WORK REQUEST
Report every line of the listing below in which the string "Validation" appears.

+ + +

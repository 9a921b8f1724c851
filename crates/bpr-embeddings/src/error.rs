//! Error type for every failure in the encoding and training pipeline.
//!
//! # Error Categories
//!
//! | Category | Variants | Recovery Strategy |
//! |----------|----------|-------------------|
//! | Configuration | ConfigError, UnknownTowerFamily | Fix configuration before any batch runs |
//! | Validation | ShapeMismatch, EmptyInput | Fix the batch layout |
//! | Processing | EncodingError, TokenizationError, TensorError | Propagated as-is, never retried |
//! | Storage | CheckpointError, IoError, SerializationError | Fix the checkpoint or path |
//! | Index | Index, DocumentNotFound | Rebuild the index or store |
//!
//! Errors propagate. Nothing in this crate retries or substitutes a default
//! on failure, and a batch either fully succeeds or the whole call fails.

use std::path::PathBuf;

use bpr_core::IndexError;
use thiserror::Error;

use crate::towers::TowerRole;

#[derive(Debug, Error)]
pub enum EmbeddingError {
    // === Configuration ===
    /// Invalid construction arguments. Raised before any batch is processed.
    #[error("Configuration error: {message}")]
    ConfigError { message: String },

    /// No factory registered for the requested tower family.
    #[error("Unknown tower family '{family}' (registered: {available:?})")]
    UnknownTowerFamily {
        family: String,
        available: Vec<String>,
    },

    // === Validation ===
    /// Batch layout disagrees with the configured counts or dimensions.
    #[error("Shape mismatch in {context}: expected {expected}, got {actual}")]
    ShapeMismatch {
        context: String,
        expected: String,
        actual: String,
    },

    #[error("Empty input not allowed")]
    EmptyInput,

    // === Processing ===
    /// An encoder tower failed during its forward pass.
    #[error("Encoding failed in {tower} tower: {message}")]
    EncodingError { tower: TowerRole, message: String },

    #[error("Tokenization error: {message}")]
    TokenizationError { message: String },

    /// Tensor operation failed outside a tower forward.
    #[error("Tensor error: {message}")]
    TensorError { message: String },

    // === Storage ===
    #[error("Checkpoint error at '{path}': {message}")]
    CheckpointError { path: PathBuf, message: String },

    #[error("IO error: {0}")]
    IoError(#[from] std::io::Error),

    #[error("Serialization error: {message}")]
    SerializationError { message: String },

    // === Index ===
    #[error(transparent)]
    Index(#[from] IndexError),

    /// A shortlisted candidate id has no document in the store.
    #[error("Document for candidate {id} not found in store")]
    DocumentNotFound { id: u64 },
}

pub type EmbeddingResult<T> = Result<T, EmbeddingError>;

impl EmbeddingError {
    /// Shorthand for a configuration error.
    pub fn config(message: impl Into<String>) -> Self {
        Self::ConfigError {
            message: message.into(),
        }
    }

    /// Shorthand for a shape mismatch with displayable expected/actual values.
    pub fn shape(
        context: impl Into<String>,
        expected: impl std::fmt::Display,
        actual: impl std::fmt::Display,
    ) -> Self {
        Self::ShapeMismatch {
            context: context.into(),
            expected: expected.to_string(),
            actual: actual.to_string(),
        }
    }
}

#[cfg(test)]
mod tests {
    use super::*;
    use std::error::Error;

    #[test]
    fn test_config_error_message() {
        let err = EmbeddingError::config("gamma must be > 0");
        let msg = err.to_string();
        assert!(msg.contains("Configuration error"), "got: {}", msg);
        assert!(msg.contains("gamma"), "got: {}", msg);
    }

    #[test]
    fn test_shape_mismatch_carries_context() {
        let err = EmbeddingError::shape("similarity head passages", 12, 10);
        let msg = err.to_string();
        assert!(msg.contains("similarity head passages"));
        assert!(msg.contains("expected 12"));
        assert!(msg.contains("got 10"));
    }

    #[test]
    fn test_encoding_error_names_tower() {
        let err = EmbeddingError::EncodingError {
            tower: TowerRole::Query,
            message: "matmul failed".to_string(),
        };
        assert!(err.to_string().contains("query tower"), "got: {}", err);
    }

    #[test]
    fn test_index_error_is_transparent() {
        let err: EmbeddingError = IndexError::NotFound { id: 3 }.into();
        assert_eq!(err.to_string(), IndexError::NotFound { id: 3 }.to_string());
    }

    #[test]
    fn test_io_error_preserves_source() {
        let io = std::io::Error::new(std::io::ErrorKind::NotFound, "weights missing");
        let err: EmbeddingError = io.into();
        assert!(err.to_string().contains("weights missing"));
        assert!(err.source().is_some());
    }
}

+ + +

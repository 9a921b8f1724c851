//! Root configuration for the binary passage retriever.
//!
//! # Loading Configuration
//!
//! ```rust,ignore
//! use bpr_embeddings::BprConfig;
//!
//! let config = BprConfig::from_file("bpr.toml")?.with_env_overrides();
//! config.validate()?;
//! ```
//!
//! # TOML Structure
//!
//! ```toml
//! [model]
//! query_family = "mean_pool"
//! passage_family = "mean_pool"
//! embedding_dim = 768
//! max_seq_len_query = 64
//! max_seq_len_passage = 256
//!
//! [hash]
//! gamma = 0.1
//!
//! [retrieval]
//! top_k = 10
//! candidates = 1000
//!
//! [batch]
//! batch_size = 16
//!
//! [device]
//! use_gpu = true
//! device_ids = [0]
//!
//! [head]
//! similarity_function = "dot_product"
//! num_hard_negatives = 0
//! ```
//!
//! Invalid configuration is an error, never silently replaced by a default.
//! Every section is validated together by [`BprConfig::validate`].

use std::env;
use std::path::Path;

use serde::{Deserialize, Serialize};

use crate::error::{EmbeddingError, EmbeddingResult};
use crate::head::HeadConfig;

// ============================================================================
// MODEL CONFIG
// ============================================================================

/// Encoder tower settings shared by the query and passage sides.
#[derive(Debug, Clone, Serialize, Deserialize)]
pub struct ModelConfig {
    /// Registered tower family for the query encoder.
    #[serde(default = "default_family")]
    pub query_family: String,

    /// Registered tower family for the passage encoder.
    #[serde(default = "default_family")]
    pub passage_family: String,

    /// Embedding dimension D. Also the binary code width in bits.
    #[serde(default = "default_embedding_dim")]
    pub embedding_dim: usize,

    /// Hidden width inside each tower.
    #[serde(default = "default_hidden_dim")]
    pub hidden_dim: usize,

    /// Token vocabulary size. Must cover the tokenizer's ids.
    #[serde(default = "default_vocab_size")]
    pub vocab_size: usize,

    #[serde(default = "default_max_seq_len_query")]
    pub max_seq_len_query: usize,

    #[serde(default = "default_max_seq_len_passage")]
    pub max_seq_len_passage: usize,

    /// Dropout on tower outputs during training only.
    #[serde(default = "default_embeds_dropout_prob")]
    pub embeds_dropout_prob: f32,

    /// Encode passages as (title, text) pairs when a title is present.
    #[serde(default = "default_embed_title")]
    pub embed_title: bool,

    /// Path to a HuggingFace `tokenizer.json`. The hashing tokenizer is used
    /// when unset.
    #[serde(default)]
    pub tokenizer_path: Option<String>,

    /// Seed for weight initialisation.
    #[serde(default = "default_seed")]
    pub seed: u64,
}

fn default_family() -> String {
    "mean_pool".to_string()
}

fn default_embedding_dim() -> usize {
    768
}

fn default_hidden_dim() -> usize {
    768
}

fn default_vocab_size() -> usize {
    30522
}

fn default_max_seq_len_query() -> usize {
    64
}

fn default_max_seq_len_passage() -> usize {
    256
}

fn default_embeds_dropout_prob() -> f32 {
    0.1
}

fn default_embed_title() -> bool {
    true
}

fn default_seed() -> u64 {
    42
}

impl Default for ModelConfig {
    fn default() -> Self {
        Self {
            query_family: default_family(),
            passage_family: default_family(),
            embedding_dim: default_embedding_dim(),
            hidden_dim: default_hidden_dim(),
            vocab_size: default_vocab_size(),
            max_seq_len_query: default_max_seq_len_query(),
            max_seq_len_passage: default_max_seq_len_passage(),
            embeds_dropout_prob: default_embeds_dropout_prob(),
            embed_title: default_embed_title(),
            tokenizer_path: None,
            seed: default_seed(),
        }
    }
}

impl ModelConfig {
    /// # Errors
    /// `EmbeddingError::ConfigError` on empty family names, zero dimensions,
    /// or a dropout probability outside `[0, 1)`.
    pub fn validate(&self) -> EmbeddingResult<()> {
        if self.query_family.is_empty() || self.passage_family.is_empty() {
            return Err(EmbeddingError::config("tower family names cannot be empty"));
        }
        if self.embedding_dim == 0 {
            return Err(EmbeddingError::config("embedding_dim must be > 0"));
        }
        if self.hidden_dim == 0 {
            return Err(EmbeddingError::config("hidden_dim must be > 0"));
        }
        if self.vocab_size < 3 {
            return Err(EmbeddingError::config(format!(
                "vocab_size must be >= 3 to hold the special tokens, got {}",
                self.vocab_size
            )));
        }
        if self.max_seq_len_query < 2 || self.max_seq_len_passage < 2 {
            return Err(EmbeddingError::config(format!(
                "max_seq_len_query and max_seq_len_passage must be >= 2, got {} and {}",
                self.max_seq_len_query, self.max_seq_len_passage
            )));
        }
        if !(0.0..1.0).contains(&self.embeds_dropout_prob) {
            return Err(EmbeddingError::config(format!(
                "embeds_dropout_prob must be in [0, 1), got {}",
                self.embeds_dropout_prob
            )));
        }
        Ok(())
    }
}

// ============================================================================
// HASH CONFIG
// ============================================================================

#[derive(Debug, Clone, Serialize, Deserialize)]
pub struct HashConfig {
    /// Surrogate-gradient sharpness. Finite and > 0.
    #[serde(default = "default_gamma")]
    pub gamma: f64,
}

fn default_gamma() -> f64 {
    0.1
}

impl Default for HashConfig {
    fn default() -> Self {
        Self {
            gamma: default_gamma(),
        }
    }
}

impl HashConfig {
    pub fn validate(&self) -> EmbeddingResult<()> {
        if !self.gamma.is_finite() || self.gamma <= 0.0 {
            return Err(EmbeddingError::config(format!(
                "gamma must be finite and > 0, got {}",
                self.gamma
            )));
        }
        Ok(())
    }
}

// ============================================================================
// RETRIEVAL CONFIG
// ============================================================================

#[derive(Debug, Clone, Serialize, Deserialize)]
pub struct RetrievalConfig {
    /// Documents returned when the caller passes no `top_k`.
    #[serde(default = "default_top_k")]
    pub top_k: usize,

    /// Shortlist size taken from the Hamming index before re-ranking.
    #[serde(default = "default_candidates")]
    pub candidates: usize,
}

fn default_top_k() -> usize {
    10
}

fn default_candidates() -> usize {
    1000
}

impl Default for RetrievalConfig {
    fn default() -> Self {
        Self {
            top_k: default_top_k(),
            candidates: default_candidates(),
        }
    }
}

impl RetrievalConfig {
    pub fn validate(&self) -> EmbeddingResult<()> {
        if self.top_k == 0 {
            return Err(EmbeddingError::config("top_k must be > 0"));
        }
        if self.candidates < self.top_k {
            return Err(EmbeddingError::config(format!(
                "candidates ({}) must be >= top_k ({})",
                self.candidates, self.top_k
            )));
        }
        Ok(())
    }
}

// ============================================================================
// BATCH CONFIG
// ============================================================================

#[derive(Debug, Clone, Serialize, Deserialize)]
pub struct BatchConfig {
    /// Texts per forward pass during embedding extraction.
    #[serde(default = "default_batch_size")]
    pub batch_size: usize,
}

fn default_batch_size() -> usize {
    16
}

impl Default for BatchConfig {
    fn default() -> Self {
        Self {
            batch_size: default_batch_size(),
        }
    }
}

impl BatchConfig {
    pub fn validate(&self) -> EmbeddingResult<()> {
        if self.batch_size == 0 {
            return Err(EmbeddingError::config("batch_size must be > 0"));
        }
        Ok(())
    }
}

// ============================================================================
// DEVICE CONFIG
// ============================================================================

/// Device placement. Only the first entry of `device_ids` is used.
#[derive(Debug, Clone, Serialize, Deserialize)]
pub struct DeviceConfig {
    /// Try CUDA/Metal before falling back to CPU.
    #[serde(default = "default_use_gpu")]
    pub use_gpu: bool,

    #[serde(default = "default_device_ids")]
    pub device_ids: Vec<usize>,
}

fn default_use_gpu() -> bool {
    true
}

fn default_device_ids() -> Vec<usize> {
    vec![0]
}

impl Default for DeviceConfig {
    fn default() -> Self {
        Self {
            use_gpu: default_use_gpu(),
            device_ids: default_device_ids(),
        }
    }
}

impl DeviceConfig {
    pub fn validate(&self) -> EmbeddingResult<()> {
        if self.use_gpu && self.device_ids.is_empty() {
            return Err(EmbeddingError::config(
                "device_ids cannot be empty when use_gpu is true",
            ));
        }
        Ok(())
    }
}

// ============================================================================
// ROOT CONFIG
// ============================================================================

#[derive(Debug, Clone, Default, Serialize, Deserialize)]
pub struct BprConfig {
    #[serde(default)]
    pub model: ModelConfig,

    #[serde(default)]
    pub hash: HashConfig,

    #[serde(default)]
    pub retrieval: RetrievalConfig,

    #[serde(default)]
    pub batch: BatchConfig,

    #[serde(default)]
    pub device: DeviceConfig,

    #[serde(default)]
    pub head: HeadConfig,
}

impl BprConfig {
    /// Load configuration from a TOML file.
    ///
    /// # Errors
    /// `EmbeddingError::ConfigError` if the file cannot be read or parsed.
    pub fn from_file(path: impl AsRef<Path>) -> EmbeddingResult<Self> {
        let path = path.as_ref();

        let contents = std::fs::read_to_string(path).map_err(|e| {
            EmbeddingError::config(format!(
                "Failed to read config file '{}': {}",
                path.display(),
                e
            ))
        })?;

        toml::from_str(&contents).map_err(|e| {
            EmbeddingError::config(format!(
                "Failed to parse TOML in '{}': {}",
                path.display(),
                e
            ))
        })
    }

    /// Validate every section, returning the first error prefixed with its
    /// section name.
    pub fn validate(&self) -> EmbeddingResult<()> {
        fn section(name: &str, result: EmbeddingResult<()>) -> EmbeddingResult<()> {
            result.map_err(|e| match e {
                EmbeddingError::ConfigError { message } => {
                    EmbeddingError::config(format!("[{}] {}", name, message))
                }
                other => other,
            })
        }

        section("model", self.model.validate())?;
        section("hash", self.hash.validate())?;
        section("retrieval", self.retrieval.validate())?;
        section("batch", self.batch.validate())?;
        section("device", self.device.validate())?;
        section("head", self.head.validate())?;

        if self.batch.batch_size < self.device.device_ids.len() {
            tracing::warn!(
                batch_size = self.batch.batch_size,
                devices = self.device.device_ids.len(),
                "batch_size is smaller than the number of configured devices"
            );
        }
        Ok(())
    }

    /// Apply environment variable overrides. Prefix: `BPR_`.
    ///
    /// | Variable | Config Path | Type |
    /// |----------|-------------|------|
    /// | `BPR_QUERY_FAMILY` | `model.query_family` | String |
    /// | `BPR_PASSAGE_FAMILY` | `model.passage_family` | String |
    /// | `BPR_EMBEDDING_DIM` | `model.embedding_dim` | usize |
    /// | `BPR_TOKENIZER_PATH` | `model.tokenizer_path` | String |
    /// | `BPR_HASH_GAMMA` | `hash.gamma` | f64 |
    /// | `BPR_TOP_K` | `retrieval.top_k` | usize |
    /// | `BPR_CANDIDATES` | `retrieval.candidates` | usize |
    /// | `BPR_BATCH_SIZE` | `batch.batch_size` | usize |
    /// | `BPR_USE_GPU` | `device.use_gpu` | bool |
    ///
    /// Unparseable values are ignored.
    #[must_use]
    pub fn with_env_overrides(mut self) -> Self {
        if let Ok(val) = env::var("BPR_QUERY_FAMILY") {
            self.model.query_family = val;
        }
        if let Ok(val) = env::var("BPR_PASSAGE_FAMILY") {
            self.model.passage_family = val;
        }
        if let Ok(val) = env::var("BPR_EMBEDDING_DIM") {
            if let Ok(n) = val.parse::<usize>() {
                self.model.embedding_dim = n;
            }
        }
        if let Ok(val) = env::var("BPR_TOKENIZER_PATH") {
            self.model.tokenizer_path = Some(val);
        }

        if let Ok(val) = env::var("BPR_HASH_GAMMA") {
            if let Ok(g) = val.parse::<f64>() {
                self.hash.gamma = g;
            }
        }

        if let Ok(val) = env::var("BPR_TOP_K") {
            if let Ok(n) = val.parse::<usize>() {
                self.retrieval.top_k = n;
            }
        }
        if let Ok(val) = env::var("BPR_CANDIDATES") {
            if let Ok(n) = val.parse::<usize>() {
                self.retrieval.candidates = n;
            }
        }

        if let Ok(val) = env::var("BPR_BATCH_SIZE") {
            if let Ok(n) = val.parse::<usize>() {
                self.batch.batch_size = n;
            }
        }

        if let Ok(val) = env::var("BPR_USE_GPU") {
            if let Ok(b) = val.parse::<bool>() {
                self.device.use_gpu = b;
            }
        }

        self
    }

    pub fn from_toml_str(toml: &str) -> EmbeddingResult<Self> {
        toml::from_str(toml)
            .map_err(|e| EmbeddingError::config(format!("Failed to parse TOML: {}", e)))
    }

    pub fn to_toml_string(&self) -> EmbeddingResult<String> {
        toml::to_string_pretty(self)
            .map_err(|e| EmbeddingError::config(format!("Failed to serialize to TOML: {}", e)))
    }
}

+ + +

EXPECTED OUTPUT
//! | Validation | ShapeMismatch, EmptyInput | Fix the batch layout |
    // === Validation ===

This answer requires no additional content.